Something that immediately caught my eye when I first heard of Sanberg’s proposal was how it would immediately tie the minimum wage to inflation, once it hits $18 an hour — effectively preventing wage decreases over time. When asked if this would be a negotiable part of the initiative, Sanberg reaffirmed that this was an essential part of minimum wage reform. “That’s a nonnegotiable; we’ve already compromised. This initiative is a compromise. The minimum wage should be $24 right now.” Indeed, according to a 2020 CEPR study, if inflation had kept up with productivity since 1948, the current rate would be over $24 an hour. “You have to confront the political realities of building 50% plus one. And we will pass 18. We’ve extensively polled 18, and it has substantial support among Californians.”
This isn’t Sanberg’s first foray in state politics. In 2015, he put pressure on California lawmakers to legislate an earned income tax credit which would help poor Californians. After the measure passed, Sanberg founded the nonprofit CalEITC4Me, an organization which spreads awareness of the program. Now, with his sights on the minimum wage, Sanberg is committing to funding the extensive, and expensive, process of gathering signatures. When asked, Sanberg encouraged the possibility that the California legislature could pass a similar bill to his ballot proposal if it gains enough traction. “I just want to see the minimum wage increase to $18 with a cost of living adjustment built into it. And if the legislature passes, that the governor signs it into law, that’s great.”

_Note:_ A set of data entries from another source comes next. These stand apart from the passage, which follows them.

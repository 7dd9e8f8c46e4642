// HTTP routes configuration

use crate::core::state::AppState;
use axum::{
    routing::{get, post},
    Router,
};
use std::sync::Arc;

pub fn build_router(state: Arc<AppState>) -> Router {
    Router::new()
        // Control channel
        .route("/command", post(crate::handlers::command::command_handler))
        .route("/events", get(crate::handlers::events::events_handler))
        .route("/health", get(crate::handlers::health::health_handler))

        // 404 fallback for all unmatched routes
        .fallback(crate::handlers::fallback::fallback_handler)

        .with_state(state)
}
#[cfg(test)]
pub(crate) mod tests {
    use super::*;
    use crate::engine::mock::{fp, EngineCall, MockEngine};
    use std::time::Duration;
    use tempfile::TempDir;

    pub(crate) fn controller(dir: &TempDir) -> (Controller<MockEngine>, Arc<MockEngine>) {
        let engine = Arc::new(MockEngine::new());
        let controller = Controller::new(
            Arc::clone(&engine),
            MediaStore::new(dir.path()),
            EventBus::new(),
            ControllerSettings::default(),
            CancellationToken::new(),
        );
        (controller, engine)
    }

    #[test]
    fn test_settings_from_config() {
        let config = Config::from_toml(
            r#"
            [server]
            port = 9090

            [media]
            root = "/srv/media"
            announce = ["udp://tracker.example:6969"]

            [stream]
            host = "0.0.0.0"

            [schedule]
            status_debounce_ms = 250

            [logging]
            "#,
        )
        .unwrap();

        let settings = ControllerSettings::from(&config);
        assert_eq!(settings.announce, vec!["udp://tracker.example:6969"]);
        assert_eq!(settings.stream_host, IpAddr::V4(Ipv4Addr::UNSPECIFIED));
        assert_eq!(settings.timing.debounce, Duration::from_millis(250));
        assert_eq!(settings.timing.heartbeat, Duration::from_secs(1));
    }

    #[tokio::test]
    async fn test_resolve_active_transfer_does_not_add() {
        let dir = TempDir::new().unwrap();
        let (mut controller, engine) = controller(&dir);
        engine.insert(fp(1), 0.4);

        let snapshot = controller.resolve(&fp(1).to_hex()).await.unwrap();

        assert_eq!(snapshot.fingerprint, fp(1));
        assert!(engine.calls().is_empty());
        assert!(!controller.media.descriptor_path(&fp(1)).exists());
    }

    #[tokio::test]
    async fn test_resolve_adds_with_options_and_persists() {
        let dir = TempDir::new().unwrap();
        let (mut controller, engine) = controller(&dir);
        controller.settings.announce = vec!["udp://tracker.example:6969".to_string()];

        let magnet = format!("magnet:?xt=urn:btih:{}", fp(2));
        controller.resolve(&magnet).await.unwrap();

        assert_eq!(
            engine.calls(),
            vec![EngineCall::Add(
                fp(2),
                AddOptions {
                    data_dir: dir.path().join(fp(2).to_hex()),
                    announce: vec!["udp://tracker.example:6969".to_string()],
                }
            )]
        );
        let persisted = controller.media.read_descriptor(&fp(2)).await.unwrap();
        assert_eq!(persisted, fp(2).to_hex().into_bytes());
    }

    #[tokio::test]
    async fn test_failed_add_returns_descriptor_to_paused() {
        let dir = TempDir::new().unwrap();
        let (mut controller, engine) = controller(&dir);
        controller.paused.push(Descriptor::from_fingerprint(fp(3)));
        engine.fail_add(fp(3));

        let result = controller.resolve(&fp(3).to_hex()).await;

        assert!(result.is_err());
        assert!(controller.paused.contains(&fp(3)));
        assert!(!engine.is_active(&fp(3)));
    }

    #[tokio::test]
    async fn test_seed_persisted_skips_known_transfers() {
        let dir = TempDir::new().unwrap();
        let (mut controller, engine) = controller(&dir);
        engine.insert(fp(1), 1.0);
        controller.paused.push(Descriptor::from_fingerprint(fp(2)));

        let active = controller
            .seed_persisted(dir.path().join("a"), fp(1).to_hex().as_bytes())
            .await
            .unwrap();
        let paused = controller
            .seed_persisted(dir.path().join("b"), fp(2).to_hex().as_bytes())
            .await
            .unwrap();
        let fresh = controller
            .seed_persisted(dir.path().join("c"), fp(3).to_hex().as_bytes())
            .await
            .unwrap();

        assert_eq!(active, None);
        assert_eq!(paused, None);
        assert_eq!(fresh, Some(fp(3)));
        assert!(!engine.is_active(&fp(2)));
        assert!(matches!(
            engine.calls().as_slice(),
            [EngineCall::Add(f, options)] if *f == fp(3) && options.data_dir == dir.path().join("c")
        ));
    }

    #[tokio::test]
    async fn test_seed_persisted_rejects_bad_metadata() {
        let dir = TempDir::new().unwrap();
        let (mut controller, engine) = controller(&dir);

        let result = controller
            .seed_persisted(dir.path().join("x"), b"not a descriptor")
            .await;

        assert!(matches!(result, Err(ControllerError::Engine(_))));
        assert!(engine.calls().is_empty());
    }

    #[tokio::test]
    async fn test_engine_events_drive_reporters() {
        let dir = TempDir::new().unwrap();
        let (mut controller, _engine) = controller(&dir);

        controller
            .on_engine_event(EngineEvent::new(fp(1), EngineEventKind::Added))
            .await;
        assert!(controller.reporters.contains(&fp(1)));

        controller
            .on_engine_event(EngineEvent::new(fp(1), EngineEventKind::Wire))
            .await;
        assert!(controller.reporters.contains(&fp(1)));

        controller
            .on_engine_event(EngineEvent::new(fp(1), EngineEventKind::Removed))
            .await;
        assert!(!controller.reporters.contains(&fp(1)));
    }

    #[tokio::test]
    async fn test_resync_matches_engine() {
        let dir = TempDir::new().unwrap();
        let (mut controller, engine) = controller(&dir);
        engine.insert(fp(1), 0.1);
        engine.insert(fp(2), 0.1);
        controller.reporters.start(fp(9));

        controller.resync().await;

        assert!(controller.reporters.contains(&fp(1)));
        assert!(controller.reporters.contains(&fp(2)));
        assert!(!controller.reporters.contains(&fp(9)));
    }

    #[tokio::test]
    async fn test_pause_stops_reporter_and_announces() {
        let dir = TempDir::new().unwrap();
        let (mut controller, engine) = controller(&dir);
        let mut rx = controller.bus.subscribe();
        engine.insert(fp(1), 0.1);
        controller.reporters.start(fp(1));

        let snapshot = engine.get(&fp(1)).unwrap();
        controller.pause(snapshot).await;

        assert!(!controller.reporters.contains(&fp(1)));
        assert!(controller.paused.contains(&fp(1)));
        assert_eq!(rx.recv().await.unwrap(), OutboundEvent::paused(fp(1)));
    }
}
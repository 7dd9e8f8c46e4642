// In-memory engine double shared by unit tests

use crate::engine::adapter::{AddOptions, EngineError, EngineEvent, EngineEventKind, TransferEngine};
use crate::models::transfer::{
    AggregateStats, Descriptor, DescriptorSource, Fingerprint, TransferSnapshot,
};
use axum::{routing::get, Router};
use std::collections::{HashMap, HashSet};
use std::ops::Range;
use std::sync::Mutex;
use tokio::sync::broadcast;

pub const MOCK_PIECE_COUNT: u32 = 64;

pub fn fp(n: u8) -> Fingerprint {
    Fingerprint([n; 20])
}

#[derive(Debug, Clone, PartialEq)]
pub enum EngineCall {
    Add(Fingerprint, AddOptions),
    Remove(Fingerprint),
    Critical(Fingerprint, Range<u32>),
}

pub struct MockEngine {
    transfers: Mutex<HashMap<Fingerprint, TransferSnapshot>>,
    calls: Mutex<Vec<EngineCall>>,
    failing_adds: Mutex<HashSet<Fingerprint>>,
    failing_removes: Mutex<HashSet<Fingerprint>>,
    initial_progress: Mutex<HashMap<Fingerprint, f64>>,
    events: broadcast::Sender<EngineEvent>,
}

impl MockEngine {
    pub fn new() -> Self {
        let (events, _) = broadcast::channel(256);
        Self {
            transfers: Mutex::new(HashMap::new()),
            calls: Mutex::new(Vec::new()),
            failing_adds: Mutex::new(HashSet::new()),
            failing_removes: Mutex::new(HashSet::new()),
            initial_progress: Mutex::new(HashMap::new()),
            events,
        }
    }

    /// Make a transfer active without recording an engine call
    pub fn insert(&self, fingerprint: Fingerprint, progress: f64) {
        let snapshot = snapshot(descriptor(fingerprint), progress);
        self.transfers.lock().unwrap().insert(fingerprint, snapshot);
    }

    /// Progress a transfer reports once it is added
    pub fn preset_progress(&self, fingerprint: Fingerprint, progress: f64) {
        self.initial_progress.lock().unwrap().insert(fingerprint, progress);
    }

    pub fn set_progress(&self, fingerprint: Fingerprint, progress: f64) -> EngineEvent {
        if let Some(t) = self.transfers.lock().unwrap().get_mut(&fingerprint) {
            t.progress = progress;
            t.done = progress >= 1.0;
        }
        let event = EngineEvent::new(fingerprint, EngineEventKind::Download);
        let _ = self.events.send(event);
        event
    }

    pub fn fail_add(&self, fingerprint: Fingerprint) {
        self.failing_adds.lock().unwrap().insert(fingerprint);
    }

    pub fn fail_remove(&self, fingerprint: Fingerprint) {
        self.failing_removes.lock().unwrap().insert(fingerprint);
    }

    pub fn calls(&self) -> Vec<EngineCall> {
        self.calls.lock().unwrap().clone()
    }

    pub fn clear_calls(&self) {
        self.calls.lock().unwrap().clear();
    }

    pub fn is_active(&self, fingerprint: &Fingerprint) -> bool {
        self.transfers.lock().unwrap().contains_key(fingerprint)
    }

    pub fn active(&self) -> Vec<Fingerprint> {
        let mut active: Vec<Fingerprint> = self.transfers.lock().unwrap().keys().copied().collect();
        active.sort();
        active
    }
}

impl Default for MockEngine {
    fn default() -> Self {
        Self::new()
    }
}

fn descriptor(fingerprint: Fingerprint) -> Descriptor {
    Descriptor {
        fingerprint,
        name: None,
        metadata: Some(fingerprint.to_hex().into_bytes()),
    }
}

fn snapshot(descriptor: Descriptor, progress: f64) -> TransferSnapshot {
    TransferSnapshot {
        fingerprint: descriptor.fingerprint,
        progress,
        download_speed: 100.0,
        upload_speed: 50.0,
        num_peers: 2,
        downloaded: 1000,
        uploaded: 500,
        done: progress >= 1.0,
        piece_count: MOCK_PIECE_COUNT,
        magnet_uri: format!("magnet:?xt=urn:btih:{}", descriptor.fingerprint),
        descriptor,
    }
}

impl TransferEngine for MockEngine {
    fn parse(&self, source: DescriptorSource<'_>) -> Result<Descriptor, EngineError> {
        match source {
            DescriptorSource::Identifier(id) => {
                let hex = id.strip_prefix("magnet:?xt=urn:btih:").unwrap_or(id);
                let fingerprint = hex
                    .parse()
                    .map_err(|_| EngineError::InvalidIdentifier(id.to_string()))?;
                Ok(Descriptor::from_fingerprint(fingerprint))
            }
            DescriptorSource::Bytes(bytes) => {
                let text = std::str::from_utf8(bytes)
                    .map_err(|e| EngineError::InvalidDescriptor(e.to_string()))?;
                let fingerprint = text
                    .trim()
                    .parse()
                    .map_err(|_| EngineError::InvalidDescriptor(text.to_string()))?;
                Ok(descriptor(fingerprint))
            }
        }
    }

    async fn add(
        &self,
        descriptor: Descriptor,
        options: AddOptions,
    ) -> Result<TransferSnapshot, EngineError> {
        let fingerprint = descriptor.fingerprint;
        self.calls
            .lock()
            .unwrap()
            .push(EngineCall::Add(fingerprint, options));

        if self.failing_adds.lock().unwrap().contains(&fingerprint) {
            return Err(EngineError::MetadataUnavailable(fingerprint));
        }

        let progress = self
            .initial_progress
            .lock()
            .unwrap()
            .get(&fingerprint)
            .copied()
            .unwrap_or(0.0);
        let added = snapshot(self::descriptor(fingerprint), progress);
        self.transfers
            .lock()
            .unwrap()
            .insert(fingerprint, added.clone());
        let _ = self
            .events
            .send(EngineEvent::new(fingerprint, EngineEventKind::Added));
        Ok(added)
    }

    fn get(&self, fingerprint: &Fingerprint) -> Option<TransferSnapshot> {
        self.transfers.lock().unwrap().get(fingerprint).cloned()
    }

    fn transfers(&self) -> Vec<TransferSnapshot> {
        let mut all: Vec<TransferSnapshot> =
            self.transfers.lock().unwrap().values().cloned().collect();
        all.sort_by_key(|t| t.fingerprint);
        all
    }

    async fn remove(&self, fingerprint: &Fingerprint) -> Result<(), EngineError> {
        self.calls
            .lock()
            .unwrap()
            .push(EngineCall::Remove(*fingerprint));

        if self.failing_removes.lock().unwrap().contains(fingerprint) {
            return Err(EngineError::Io(std::io::Error::other("remove failed")));
        }

        if self.transfers.lock().unwrap().remove(fingerprint).is_none() {
            return Err(EngineError::NotFound(*fingerprint));
        }
        let _ = self
            .events
            .send(EngineEvent::new(*fingerprint, EngineEventKind::Removed));
        Ok(())
    }

    fn mark_critical(&self, fingerprint: &Fingerprint, pieces: Range<u32>) -> Result<(), EngineError> {
        self.calls
            .lock()
            .unwrap()
            .push(EngineCall::Critical(*fingerprint, pieces));
        Ok(())
    }

    fn stream_router(&self, fingerprint: &Fingerprint) -> Result<Router, EngineError> {
        if !self.is_active(fingerprint) {
            return Err(EngineError::NotFound(*fingerprint));
        }
        Ok(Router::new().route("/0", get(|| async { "stream" })))
    }

    fn stats(&self) -> AggregateStats {
        let transfers = self.transfers.lock().unwrap();
        if transfers.is_empty() {
            return AggregateStats::default();
        }
        AggregateStats {
            progress: transfers.values().map(|t| t.progress).sum::<f64>() / transfers.len() as f64,
            down: transfers.values().map(|t| t.download_speed).sum(),
            up: transfers.values().map(|t| t.upload_speed).sum(),
        }
    }

    fn subscribe(&self) -> broadcast::Receiver<EngineEvent> {
        self.events.subscribe()
    }
}
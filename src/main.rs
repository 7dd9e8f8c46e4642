use anyhow::{bail, Context, Result};
use axum::serve;
use rand::rngs::StdRng;
use rand::SeedableRng;
use std::env;
use std::net::SocketAddr;
use std::path::PathBuf;
use std::sync::Arc;
use streamseed::controller::handle::spawn;
use streamseed::controller::session::{Controller, ControllerSettings};
use streamseed::core::config::Config;
use streamseed::core::routes::build_router;
use streamseed::core::startup::run_rollout;
use streamseed::core::state::AppState;
use streamseed::core::tracing_init::init_tracing;
use streamseed::engine::local::LocalEngine;
use streamseed::status::bus::EventBus;
use streamseed::status::poller::spawn_stats_poller;
use streamseed::stores::media_store::MediaStore;
use tokio::net::{TcpListener, UnixListener};
use tokio::signal;
use tokio_util::sync::CancellationToken;
use tower::ServiceBuilder;
use tower_http::trace::{DefaultMakeSpan, DefaultOnResponse, TraceLayer};
use tracing::{error, info, Level};

fn main() -> Result<()> {
    let args: Vec<String> = env::args().collect();

    let config_path = if args.len() > 1 {
        PathBuf::from(&args[1])
    } else {
        PathBuf::from("config.toml")
    };

    // Load and validate configuration
    let config = Config::from_file(&config_path)
        .context(format!(
            "Failed to load configuration from '{}'. \
            If this is your first time running streamseed, copy config.example.toml to config.toml and adjust the values.",
            config_path.display()
        ))?;

    // Initialize tracing/logging
    init_tracing(&config.logging)?;

    // Build Tokio runtime with configured number of threads
    let runtime = tokio::runtime::Builder::new_multi_thread()
        .worker_threads(config.server.num_threads)
        .enable_all()
        .build()
        .context("Failed to build Tokio runtime")?;

    // Run the async main function
    runtime.block_on(async_main(config, config_path))
}

async fn async_main(config: Config, config_path: PathBuf) -> Result<()> {
    info!(
        config_path = %config_path.display(),
        port = ?config.server.port,
        unix_socket = ?config.server.unix_socket,
        num_threads = config.server.num_threads,
        media_root = %config.media.root.display(),
        log_level = %config.logging.level,
        log_format = %config.logging.format,
        "streamseed starting"
    );

    tokio::fs::create_dir_all(&config.media.root)
        .await
        .context(format!(
            "Failed to create media root: {}",
            config.media.root.display()
        ))?;

    let cancel = CancellationToken::new();
    let engine = Arc::new(LocalEngine::new(&config.media.root));
    let media = MediaStore::new(&config.media.root);
    let bus = EventBus::new();

    // Controller owns all pause/resume state
    let controller = Controller::new(
        Arc::clone(&engine),
        media.clone(),
        bus.clone(),
        ControllerSettings::from(&config),
        cancel.clone(),
    );
    let (handle, controller_task) = spawn(controller);

    let poller_task = spawn_stats_poller(
        Arc::clone(&engine),
        bus.clone(),
        config.schedule.stats_interval(),
        cancel.clone(),
    );

    info!(
        interval_seconds = config.schedule.stats_interval_secs,
        "Stats poller started"
    );

    let rollout_task = {
        let handle = handle.clone();
        let cancel = cancel.clone();
        let spacing = config.schedule.rollout_spacing();
        tokio::spawn(async move {
            let mut rng = StdRng::from_os_rng();
            run_rollout(&media, &handle, spacing, &mut rng, &cancel).await;
        })
    };

    // Cancel everything on Ctrl+C or SIGTERM
    {
        let cancel = cancel.clone();
        tokio::spawn(async move {
            shutdown_signal().await;
            cancel.cancel();
        });
    }

    // Build the router with middleware
    let state = Arc::new(AppState::new(config.clone(), handle, bus));
    let app = build_router(state)
        .layer(
            ServiceBuilder::new()
                .layer(
                    TraceLayer::new_for_http()
                        .make_span_with(DefaultMakeSpan::new().level(Level::DEBUG))
                        .on_response(DefaultOnResponse::new().level(Level::DEBUG))
                )
        );

    // Start HTTP server(s)
    let tcp_handle = if let Some(port) = config.server.port {
        let addr = SocketAddr::new(config.server.host, port);
        info!(address = %addr, "Starting TCP listener");

        let listener = TcpListener::bind(addr).await
            .context(format!("Failed to bind TCP listener to {}", addr))?;

        info!(address = %addr, "TCP listener bound successfully");

        let app_clone = app.clone();
        let shutdown = cancel.clone();
        Some(tokio::spawn(async move {
            serve(
                listener,
                app_clone.into_make_service_with_connect_info::<SocketAddr>()
            )
                .with_graceful_shutdown(async move { shutdown.cancelled().await })
                .await
                .context("TCP server error")
        }))
    } else {
        None
    };

    let unix_handle = if let Some(unix_socket) = &config.server.unix_socket {
        info!(path = %unix_socket.display(), "Starting Unix socket listener");

        // Remove existing socket file if it exists
        if unix_socket.exists() {
            std::fs::remove_file(unix_socket)
                .context(format!("Failed to remove existing Unix socket: {}", unix_socket.display()))?;
        }

        let listener = UnixListener::bind(unix_socket)
            .context(format!("Failed to bind Unix socket listener to {}", unix_socket.display()))?;

        info!(path = %unix_socket.display(), "Unix socket listener bound successfully");

        let mut make_service = app.into_make_service();
        let shutdown = cancel.clone();
        Some(tokio::spawn(async move {
            use tower::Service;

            loop {
                let (socket, _remote_addr) = tokio::select! {
                    _ = shutdown.cancelled() => break,
                    accepted = listener.accept() => match accepted {
                        Ok(conn) => conn,
                        Err(e) => {
                            error!(error = %e, "Failed to accept Unix socket connection");
                            continue;
                        }
                    },
                };

                let tower_service = match make_service.call(&socket).await {
                    Ok(svc) => svc,
                    Err(infallible) => match infallible {},
                };

                tokio::spawn(async move {
                    let socket = hyper_util::rt::TokioIo::new(socket);

                    let hyper_service = hyper::service::service_fn(move |request: hyper::Request<hyper::body::Incoming>| {
                        tower_service.clone().call(request)
                    });

                    if let Err(err) = hyper_util::server::conn::auto::Builder::new(hyper_util::rt::TokioExecutor::new())
                        .serve_connection_with_upgrades(socket, hyper_service)
                        .await
                    {
                        error!(error = %err, "Error serving Unix socket connection");
                    }
                });
            }

            Ok::<(), anyhow::Error>(())
        }))
    } else {
        None
    };

    info!("HTTP server(s) started, waiting for shutdown signal");

    // Wait for the servers to complete (if they exist)
    match (tcp_handle, unix_handle) {
        (Some(tcp), Some(unix)) => {
            let (tcp, unix) = tokio::join!(tcp, unix);
            report_server("TCP", tcp);
            report_server("Unix socket", unix);
        }
        (Some(tcp), None) => report_server("TCP", tcp.await),
        (None, Some(unix)) => report_server("Unix socket", unix.await),
        (None, None) => {
            error!("No listeners configured");
            bail!("No listeners configured");
        }
    }

    // Servers only stop once the token is cancelled; make sure of it
    cancel.cancel();

    for (name, task) in [
        ("controller", controller_task),
        ("stats poller", poller_task),
        ("rollout", rollout_task),
    ] {
        if let Err(e) = task.await {
            error!(task = name, error = %e, "Background task failed");
        }
    }

    info!("Shutting down gracefully");

    Ok(())
}

fn report_server(name: &str, result: Result<Result<()>, tokio::task::JoinError>) {
    match result {
        Ok(Ok(())) => {}
        Ok(Err(e)) => error!(server = name, error = %e, "Server failed"),
        Err(e) => error!(server = name, error = %e, "Server task failed"),
    }
}

/// Wait for shutdown signal (Ctrl+C or SIGTERM)
async fn shutdown_signal() {
    let ctrl_c = async {
        signal::ctrl_c()
            .await
            .expect("Failed to install Ctrl+C handler");
    };

    #[cfg(unix)]
    let terminate = async {
        signal::unix::signal(signal::unix::SignalKind::terminate())
            .expect("Failed to install SIGTERM handler")
            .recv()
            .await;
    };

    #[cfg(not(unix))]
    let terminate = std::future::pending::<()>();

    tokio::select! {
        _ = ctrl_c => {
            info!("Received Ctrl+C signal");
        },
        _ = terminate => {
            info!("Received SIGTERM signal");
        },
    }

    info!("Shutdown signal received, starting graceful shutdown");
}
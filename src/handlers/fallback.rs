use crate::core::error::ServiceError;

pub async fn fallback_handler() -> ServiceError {
    ServiceError::NotFound
}
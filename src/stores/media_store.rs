use crate::models::transfer::Fingerprint;
use std::io;
use std::path::{Path, PathBuf};
use tracing::warn;

/// Extension of persisted descriptor files
pub const DESCRIPTOR_EXTENSION: &str = "torrent";

/// Result of a best-effort delete
#[derive(Debug, Default, Clone, Copy, PartialEq, Eq)]
pub struct DeleteOutcome {
    pub descriptor_removed: bool,
    pub data_removed: bool,
}

/// On-disk layout of the media root
///
/// Each transfer has a descriptor file `<root>/<fingerprint>.torrent` and a
/// payload directory `<root>/<fingerprint>`.
#[derive(Debug, Clone)]
pub struct MediaStore {
    root: PathBuf,
}

impl MediaStore {
    pub fn new(root: impl Into<PathBuf>) -> Self {
        Self { root: root.into() }
    }

    pub fn root(&self) -> &Path {
        &self.root
    }

    pub fn descriptor_path(&self, fingerprint: &Fingerprint) -> PathBuf {
        self.root
            .join(format!("{}.{}", fingerprint, DESCRIPTOR_EXTENSION))
    }

    pub fn data_path(&self, fingerprint: &Fingerprint) -> PathBuf {
        self.root.join(fingerprint.to_hex())
    }

    /// Payload directory belonging to a descriptor file
    pub fn data_path_for(&self, descriptor_file: &Path) -> Option<PathBuf> {
        descriptor_file
            .file_stem()
            .map(|stem| self.root.join(stem))
    }

    pub async fn write_descriptor(&self, fingerprint: &Fingerprint, bytes: &[u8]) -> io::Result<()> {
        tokio::fs::create_dir_all(&self.root).await?;
        tokio::fs::write(self.descriptor_path(fingerprint), bytes).await
    }

    pub async fn read_descriptor(&self, fingerprint: &Fingerprint) -> io::Result<Vec<u8>> {
        tokio::fs::read(self.descriptor_path(fingerprint)).await
    }

    /// All descriptor files in the root, in directory order
    pub async fn list_descriptors(&self) -> io::Result<Vec<PathBuf>> {
        let mut entries = tokio::fs::read_dir(&self.root).await?;
        let mut items = Vec::new();

        while let Some(entry) = entries.next_entry().await? {
            let path = entry.path();
            let is_descriptor = path
                .extension()
                .is_some_and(|ext| ext == DESCRIPTOR_EXTENSION);
            if is_descriptor && entry.file_type().await?.is_file() {
                items.push(path);
            }
        }

        Ok(items)
    }

    /// Remove the descriptor file and the payload directory.
    ///
    /// The two removals are independent; a failure in one never blocks the
    /// other. Missing files count as removed.
    pub async fn delete(&self, fingerprint: &Fingerprint) -> DeleteOutcome {
        let descriptor_path = self.descriptor_path(fingerprint);
        let descriptor_removed = match tokio::fs::remove_file(&descriptor_path).await {
            Ok(()) => true,
            Err(e) if e.kind() == io::ErrorKind::NotFound => true,
            Err(e) => {
                warn!(
                    path = %descriptor_path.display(),
                    error = %e,
                    "Failed to remove descriptor file"
                );
                false
            }
        };

        let data_path = self.data_path(fingerprint);
        let data_removed = match tokio::fs::remove_dir_all(&data_path).await {
            Ok(()) => true,
            Err(e) if e.kind() == io::ErrorKind::NotFound => true,
            Err(e) => {
                warn!(
                    path = %data_path.display(),
                    error = %e,
                    "Failed to remove data directory"
                );
                false
            }
        };

        DeleteOutcome {
            descriptor_removed,
            data_removed,
        }
    }
}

California is due for a minimum wage increase. With the cost of living skyrocketing and many individuals reeling from the financial crisis caused by the ongoing pandemic, this type of relief is necessary for those who are struggling to get by. Rally and support must be garnered in order for this increase to happen. And although the fight will be hard, it is still a worthwhile endeavor for the safety and welfare of California citizens.